_WHAT TO WORK ON_. Return each line of the records below that contains the word "filter".

Stored items:

=== Section Start ===

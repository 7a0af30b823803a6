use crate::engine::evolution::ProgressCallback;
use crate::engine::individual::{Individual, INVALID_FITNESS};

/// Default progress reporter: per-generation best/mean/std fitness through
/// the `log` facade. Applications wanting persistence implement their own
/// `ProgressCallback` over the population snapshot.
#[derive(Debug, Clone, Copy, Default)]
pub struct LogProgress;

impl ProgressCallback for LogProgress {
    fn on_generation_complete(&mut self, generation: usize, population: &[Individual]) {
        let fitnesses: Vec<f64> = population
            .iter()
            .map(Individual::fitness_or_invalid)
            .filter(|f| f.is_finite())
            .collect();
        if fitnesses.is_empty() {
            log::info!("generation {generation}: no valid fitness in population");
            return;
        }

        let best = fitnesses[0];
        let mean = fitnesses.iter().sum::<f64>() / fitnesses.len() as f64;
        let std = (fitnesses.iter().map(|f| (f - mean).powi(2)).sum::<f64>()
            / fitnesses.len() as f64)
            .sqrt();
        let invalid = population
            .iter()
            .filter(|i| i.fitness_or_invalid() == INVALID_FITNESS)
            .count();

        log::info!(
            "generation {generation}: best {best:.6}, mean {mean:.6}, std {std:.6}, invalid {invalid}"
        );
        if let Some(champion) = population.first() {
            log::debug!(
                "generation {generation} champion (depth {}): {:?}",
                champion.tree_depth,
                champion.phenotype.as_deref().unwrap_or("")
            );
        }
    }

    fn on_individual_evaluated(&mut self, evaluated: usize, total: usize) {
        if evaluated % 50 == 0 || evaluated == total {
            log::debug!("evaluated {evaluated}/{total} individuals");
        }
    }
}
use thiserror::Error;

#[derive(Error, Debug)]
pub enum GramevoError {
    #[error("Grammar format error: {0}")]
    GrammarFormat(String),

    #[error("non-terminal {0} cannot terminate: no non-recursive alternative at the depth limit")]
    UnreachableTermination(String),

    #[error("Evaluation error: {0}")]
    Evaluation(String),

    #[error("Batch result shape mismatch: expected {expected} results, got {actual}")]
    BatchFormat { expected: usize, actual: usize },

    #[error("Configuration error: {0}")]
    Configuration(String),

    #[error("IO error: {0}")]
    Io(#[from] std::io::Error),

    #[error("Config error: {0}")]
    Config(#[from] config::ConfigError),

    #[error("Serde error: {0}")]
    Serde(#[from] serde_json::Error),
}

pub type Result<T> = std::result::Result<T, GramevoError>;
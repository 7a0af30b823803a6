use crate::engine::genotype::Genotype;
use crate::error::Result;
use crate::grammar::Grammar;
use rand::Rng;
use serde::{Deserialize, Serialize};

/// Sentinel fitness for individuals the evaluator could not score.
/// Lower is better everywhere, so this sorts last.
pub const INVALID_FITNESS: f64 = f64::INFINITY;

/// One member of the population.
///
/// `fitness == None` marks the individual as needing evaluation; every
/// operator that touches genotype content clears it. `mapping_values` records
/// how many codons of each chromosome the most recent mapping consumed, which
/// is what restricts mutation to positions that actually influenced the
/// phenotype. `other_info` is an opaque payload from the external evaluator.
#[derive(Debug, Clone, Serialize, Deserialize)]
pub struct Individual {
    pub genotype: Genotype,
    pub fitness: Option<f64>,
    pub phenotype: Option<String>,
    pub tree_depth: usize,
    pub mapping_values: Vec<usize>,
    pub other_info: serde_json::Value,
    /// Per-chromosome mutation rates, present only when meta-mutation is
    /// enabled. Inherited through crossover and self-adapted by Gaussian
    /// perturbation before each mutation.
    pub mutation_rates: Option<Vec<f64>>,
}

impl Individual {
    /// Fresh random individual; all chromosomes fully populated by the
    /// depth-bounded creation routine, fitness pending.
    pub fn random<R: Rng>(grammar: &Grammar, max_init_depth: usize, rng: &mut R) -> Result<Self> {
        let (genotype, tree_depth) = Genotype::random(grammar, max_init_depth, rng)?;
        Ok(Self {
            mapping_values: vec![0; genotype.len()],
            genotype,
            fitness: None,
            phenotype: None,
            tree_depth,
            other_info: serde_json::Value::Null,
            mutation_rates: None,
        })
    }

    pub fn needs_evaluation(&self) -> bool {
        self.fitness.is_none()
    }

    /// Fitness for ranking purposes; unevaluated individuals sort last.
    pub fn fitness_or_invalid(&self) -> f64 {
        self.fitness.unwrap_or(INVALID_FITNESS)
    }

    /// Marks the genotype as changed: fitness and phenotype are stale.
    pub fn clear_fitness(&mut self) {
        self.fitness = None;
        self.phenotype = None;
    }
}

=== Section End ===

_YOUR RESPONSE_.
            .filter(|f| f.is_finite())
            .filter(|i| i.fitness_or_invalid() == INVALID_FITNESS)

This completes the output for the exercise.